◆ **ACTIVITY**
For each line in the data below that holds "never", return a copy.

__________

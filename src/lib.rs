//! Fail2ban Agent for Zentinel.
//!
//! Counts infractions per client address and bans repeat offenders by
//! adding them to a regional AWS WAFv2 IP set. Bans expire after a fixed
//! time, lifted by a background sweep.
//!
//! # Features
//!
//! - **Fail2ban Semantics** - `max_retry` infractions within `find_time` ban for `ban_time`
//! - **Optimistic Concurrency** - IP set writes retry on lock-token conflicts
//! - **Shared State** - Infractions in memory or in Redis for several replicas
//! - **Reconciler** - Periodic sweep that prunes records and lifts expired bans
//! - **Restart Safety** - Existing bans are re-adopted on startup
//!
//! # Example Configuration
//!
//! ```yaml
//! jail:
//!   max_retry: 3
//!   find_time_seconds: 600
//!   ban_time_seconds: 1800
//!
//! ip_set:
//!   name: "fail2ban"
//!   region: "eu-west-1"
//!
//! store:
//!   backend: redis
//!   redis_url: "${REDIS_URL}"
//!
//! server:
//!   listen: "0.0.0.0:8000"
//! ```

pub mod address;
pub mod clock;
pub mod config;
pub mod error;
pub mod ipset;
pub mod jailer;
pub mod policy;
pub mod reconciler;
pub mod server;
pub mod store;

pub use address::Address;
pub use config::Config;
pub use error::{JailError, Result};
pub use jailer::{Jail, Jailer};
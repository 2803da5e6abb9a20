//! Process-local infraction store.
//!
//! Records live in a mutex-guarded map and never expire on their own; the
//! reconciler's pruning is the only thing that removes them.
//!
//! Each record gets a sequence number when it is created, and the scan
//! cursor is the next sequence number to visit. Deleting a record never
//! moves the ones after it, so a sweep that releases records as it goes
//! still reaches every record that existed when it started.

use super::{InfractionStore, ScanPage, SCAN_START};
use crate::address::Address;
use crate::error::{JailError, Result};
use async_trait::async_trait;
use chrono::{DateTime, Utc};
use std::collections::{BTreeMap, HashMap};
use std::sync::{Mutex, MutexGuard};

struct Record {
    seq: u64,
    infractions: Vec<DateTime<Utc>>,
}

struct Records {
    by_addr: HashMap<Address, Record>,
    by_seq: BTreeMap<u64, Address>,
    next_seq: u64,
}

impl Default for Records {
    fn default() -> Self {
        Self {
            by_addr: HashMap::new(),
            by_seq: BTreeMap::new(),
            // sequence numbers start after the scan sentinel
            next_seq: SCAN_START + 1,
        }
    }
}

/// Single-instance infraction store.
#[derive(Default)]
pub struct MemoryStore {
    records: Mutex<Records>,
}

impl MemoryStore {
    pub fn new() -> Self {
        Self::default()
    }

    fn records(&self) -> Result<MutexGuard<'_, Records>> {
        self.records
            .lock()
            .map_err(|_| JailError::Transient("infraction store lock poisoned".to_string()))
    }

    /// Number of tracked addresses.
    pub fn tracked(&self) -> usize {
        self.records.lock().map(|r| r.by_addr.len()).unwrap_or(0)
    }
}

#[async_trait]
impl InfractionStore for MemoryStore {
    async fn append(&self, addr: &Address, at: DateTime<Utc>) -> Result<usize> {
        let mut guard = self.records()?;
        let records = &mut *guard;

        let record = records.by_addr.entry(addr.clone()).or_insert_with(|| {
            let seq = records.next_seq;
            records.next_seq += 1;
            records.by_seq.insert(seq, addr.clone());
            Record {
                seq,
                infractions: Vec::new(),
            }
        });
        record.infractions.push(at);
        Ok(record.infractions.len())
    }

    async fn list(&self, addr: &Address) -> Result<Vec<DateTime<Utc>>> {
        Ok(self
            .records()?
            .by_addr
            .get(addr)
            .map(|r| r.infractions.clone())
            .unwrap_or_default())
    }

    async fn len(&self, addr: &Address) -> Result<usize> {
        Ok(self
            .records()?
            .by_addr
            .get(addr)
            .map_or(0, |r| r.infractions.len()))
    }

    async fn trim(&self, addr: &Address, keep_from: usize) -> Result<()> {
        let mut guard = self.records()?;
        let records = &mut *guard;

        let emptied = match records.by_addr.get_mut(addr) {
            Some(record) => {
                let end = keep_from.min(record.infractions.len());
                record.infractions.drain(..end);
                record.infractions.is_empty().then_some(record.seq)
            }
            None => None,
        };
        if let Some(seq) = emptied {
            records.by_addr.remove(addr);
            records.by_seq.remove(&seq);
        }
        Ok(())
    }

    async fn scan(&self, cursor: u64, count: usize) -> Result<ScanPage> {
        let records = self.records()?;
        let from = cursor.max(SCAN_START + 1);

        let mut addresses = Vec::with_capacity(count.min(records.by_seq.len()));
        let mut last = None;
        for (seq, addr) in records.by_seq.range(from..).take(count) {
            addresses.push(addr.clone());
            last = Some(*seq);
        }

        let cursor = match last {
            Some(seq) if records.by_seq.range(seq + 1..).next().is_some() => seq + 1,
            _ => SCAN_START,
        };

        Ok(ScanPage { addresses, cursor })
    }

    fn name(&self) -> &str {
        "memory"
    }
}

#[cfg(test)]
mod tests {
    use super::*;
    use chrono::TimeZone;

    fn at(seconds: i64) -> DateTime<Utc> {
        Utc.timestamp_opt(1_700_000_000 + seconds, 0).unwrap()
    }

    fn addr(s: &str) -> Address {
        Address::parse(s).unwrap()
    }

    #[tokio::test]
    async fn test_append_and_list() {
        let store = MemoryStore::new();
        let a = addr("10.0.0.1");

        assert_eq!(store.append(&a, at(0)).await.unwrap(), 1);
        assert_eq!(store.append(&a, at(5)).await.unwrap(), 2);
        assert_eq!(store.list(&a).await.unwrap(), vec![at(0), at(5)]);
        assert_eq!(store.len(&a).await.unwrap(), 2);

        let b = addr("10.0.0.2");
        assert!(store.list(&b).await.unwrap().is_empty());
        assert_eq!(store.len(&b).await.unwrap(), 0);
        assert_eq!(store.tracked(), 1);
    }

    #[tokio::test]
    async fn test_trim_discards_prefix() {
        let store = MemoryStore::new();
        let a = addr("10.0.0.1");
        for s in [0, 5, 10] {
            store.append(&a, at(s)).await.unwrap();
        }

        store.trim(&a, 2).await.unwrap();
        assert_eq!(store.list(&a).await.unwrap(), vec![at(10)]);

        store.trim(&a, 0).await.unwrap();
        assert_eq!(store.len(&a).await.unwrap(), 1);
    }

    #[tokio::test]
    async fn test_trim_to_empty_deletes_record() {
        let store = MemoryStore::new();
        let a = addr("10.0.0.1");
        store.append(&a, at(0)).await.unwrap();

        store.trim(&a, 5).await.unwrap();
        assert_eq!(store.tracked(), 0);

        // trimming an unknown address is a no-op
        store.trim(&addr("10.0.0.9"), 1).await.unwrap();
    }

    #[tokio::test]
    async fn test_scan_pages() {
        let store = MemoryStore::new();
        for s in ["10.0.0.1", "10.0.0.2", "10.0.0.3"] {
            store.append(&addr(s), at(0)).await.unwrap();
        }

        let page = store.scan(SCAN_START, 2).await.unwrap();
        assert_eq!(page.addresses.len(), 2);
        assert_ne!(page.cursor, SCAN_START);

        let page = store.scan(page.cursor, 2).await.unwrap();
        assert_eq!(page.addresses, vec![addr("10.0.0.3")]);
        assert_eq!(page.cursor, SCAN_START);
    }

    #[tokio::test]
    async fn test_scan_survives_deleting_visited_records() {
        let store = MemoryStore::new();
        for i in 0..5 {
            store.append(&addr(&format!("10.0.0.{}", i)), at(0)).await.unwrap();
        }

        let first = store.scan(SCAN_START, 2).await.unwrap();
        for a in &first.addresses {
            store.trim(a, 1).await.unwrap();
        }

        let second = store.scan(first.cursor, 2).await.unwrap();
        assert_eq!(second.addresses, vec![addr("10.0.0.2"), addr("10.0.0.3")]);
        let third = store.scan(second.cursor, 2).await.unwrap();
        assert_eq!(third.addresses, vec![addr("10.0.0.4")]);
        assert_eq!(third.cursor, SCAN_START);
    }

    #[tokio::test]
    async fn test_recreated_record_is_scanned_again() {
        let store = MemoryStore::new();
        let a = addr("10.0.0.1");
        store.append(&a, at(0)).await.unwrap();
        store.trim(&a, 1).await.unwrap();
        store.append(&a, at(5)).await.unwrap();

        let page = store.scan(SCAN_START, 10).await.unwrap();
        assert_eq!(page.addresses, vec![a.clone()]);
        assert_eq!(store.list(&a).await.unwrap(), vec![at(5)]);
    }
}
//! Shared infraction store on Redis.
//!
//! Each address is a Redis list of unix timestamps under
//! `<prefix>-<address>`. Every append refreshes the key expiry to twice the
//! ban time, so records abandoned by every replica expire on their own.

use super::{InfractionStore, ScanPage};
use crate::address::Address;
use crate::error::{JailError, Result};
use ::redis::aio::ConnectionManager;
use ::redis::RedisResult;
use async_trait::async_trait;
use chrono::{DateTime, TimeZone, Utc};
use std::future::Future;
use std::sync::Mutex;
use std::time::Duration;
use tracing::{debug, info, warn};

/// Multi-instance infraction store.
pub struct RedisStore {
    conn: Mutex<Option<ConnectionManager>>,
    prefix: String,
    expiry_seconds: u64,
    timeout: Duration,
}

impl RedisStore {
    /// Connect to Redis. Fails if the server cannot be reached.
    pub async fn connect(
        url: &str,
        prefix: &str,
        ban_time: Duration,
        timeout: Duration,
    ) -> Result<Self> {
        let client = ::redis::Client::open(url)
            .map_err(|e| JailError::Configuration(format!("invalid redis url {}: {}", url, e)))?;

        let conn = match tokio::time::timeout(timeout, client.get_connection_manager()).await {
            Ok(Ok(conn)) => conn,
            Ok(Err(e)) => {
                return Err(JailError::Configuration(format!(
                    "unable to connect to redis at {}: {}",
                    url, e
                )))
            }
            Err(_) => {
                return Err(JailError::Configuration(format!(
                    "timed out connecting to redis at {}",
                    url
                )))
            }
        };

        info!(url = %url, prefix = %prefix, "Connected to redis");

        Ok(Self {
            conn: Mutex::new(Some(conn)),
            prefix: prefix.to_string(),
            expiry_seconds: record_expiry(ban_time).as_secs(),
            timeout,
        })
    }

    fn connection(&self) -> Result<ConnectionManager> {
        self.conn
            .lock()
            .ok()
            .and_then(|c| c.clone())
            .ok_or_else(|| JailError::Transient("redis store is closed".to_string()))
    }

    fn key(&self, addr: &Address) -> String {
        record_key(&self.prefix, addr)
    }

    async fn timed<T, F>(&self, what: &str, fut: F) -> Result<T>
    where
        F: Future<Output = RedisResult<T>>,
    {
        match tokio::time::timeout(self.timeout, fut).await {
            Ok(result) => result.map_err(JailError::from),
            Err(_) => Err(JailError::timeout(what)),
        }
    }
}

/// Record expiry: twice the ban time.
pub fn record_expiry(ban_time: Duration) -> Duration {
    ban_time * 2
}

/// Key of an address record.
pub fn record_key(prefix: &str, addr: &Address) -> String {
    format!("{}-{}", prefix, addr)
}

/// Address of a record key, if the key belongs to this prefix.
pub fn key_address(prefix: &str, key: &str) -> Result<Address> {
    key.strip_prefix(prefix)
        .and_then(|rest| rest.strip_prefix('-'))
        .ok_or_else(|| JailError::validation("record key", key))
        .and_then(Address::parse)
}

/// Parse a stored unix timestamp.
pub fn parse_timestamp(value: &str) -> Result<DateTime<Utc>> {
    value
        .parse::<i64>()
        .ok()
        .and_then(|secs| Utc.timestamp_opt(secs, 0).single())
        .ok_or_else(|| JailError::validation("timestamp", value))
}

#[async_trait]
impl InfractionStore for RedisStore {
    async fn append(&self, addr: &Address, at: DateTime<Utc>) -> Result<usize> {
        let key = self.key(addr);
        let mut conn = self.connection()?;
        let mut pipe = ::redis::pipe();
        pipe.atomic()
            .cmd("RPUSH")
            .arg(&key)
            .arg(at.timestamp())
            .cmd("EXPIRE")
            .arg(&key)
            .arg(self.expiry_seconds)
            .ignore();

        let (len,): (usize,) = self
            .timed("redis append", async move { pipe.query_async(&mut conn).await })
            .await?;
        Ok(len)
    }

    async fn list(&self, addr: &Address) -> Result<Vec<DateTime<Utc>>> {
        let key = self.key(addr);
        let mut conn = self.connection()?;
        let values: Vec<String> = self
            .timed("redis list", async move {
                ::redis::cmd("LRANGE")
                    .arg(&key)
                    .arg(0)
                    .arg(-1)
                    .query_async(&mut conn)
                    .await
            })
            .await?;

        values.iter().map(|v| parse_timestamp(v)).collect()
    }

    async fn len(&self, addr: &Address) -> Result<usize> {
        let key = self.key(addr);
        let mut conn = self.connection()?;
        self.timed("redis len", async move {
            ::redis::cmd("LLEN").arg(&key).query_async(&mut conn).await
        })
        .await
    }

    async fn trim(&self, addr: &Address, keep_from: usize) -> Result<()> {
        if keep_from == 0 {
            return Ok(());
        }

        // Redis deletes a list once LTRIM leaves it empty
        let key = self.key(addr);
        let mut conn = self.connection()?;
        let _: () = self
            .timed("redis trim", async move {
                ::redis::cmd("LTRIM")
                    .arg(&key)
                    .arg(keep_from)
                    .arg(-1)
                    .query_async(&mut conn)
                    .await
            })
            .await?;
        Ok(())
    }

    async fn scan(&self, cursor: u64, count: usize) -> Result<ScanPage> {
        let pattern = format!("{}-*", self.prefix);
        let mut conn = self.connection()?;
        let (next, keys): (u64, Vec<String>) = self
            .timed("redis scan", async move {
                ::redis::cmd("SCAN")
                    .arg(cursor)
                    .arg("MATCH")
                    .arg(&pattern)
                    .arg("COUNT")
                    .arg(count)
                    .query_async(&mut conn)
                    .await
            })
            .await?;

        let addresses = keys
            .iter()
            .filter_map(|key| match key_address(&self.prefix, key) {
                Ok(addr) => Some(addr),
                Err(e) => {
                    warn!(key = %key, error = %e, "Skipping unparseable record key");
                    None
                }
            })
            .collect();

        Ok(ScanPage {
            addresses,
            cursor: next,
        })
    }

    async fn ping(&self) -> Result<()> {
        let mut conn = self.connection()?;
        let _: String = self
            .timed("redis ping", async move {
                ::redis::cmd("PING").query_async(&mut conn).await
            })
            .await?;
        Ok(())
    }

    async fn close(&self) -> Result<()> {
        if let Ok(mut conn) = self.conn.lock() {
            if conn.take().is_some() {
                debug!("Redis connection released");
            }
        }
        Ok(())
    }

    fn name(&self) -> &str {
        "redis"
    }
}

__________

◆ **ANSWER BOX**
//! Records live in a mutex-guarded map and never expire on their own; the
//! cursor is the next sequence number to visit. Deleting a record never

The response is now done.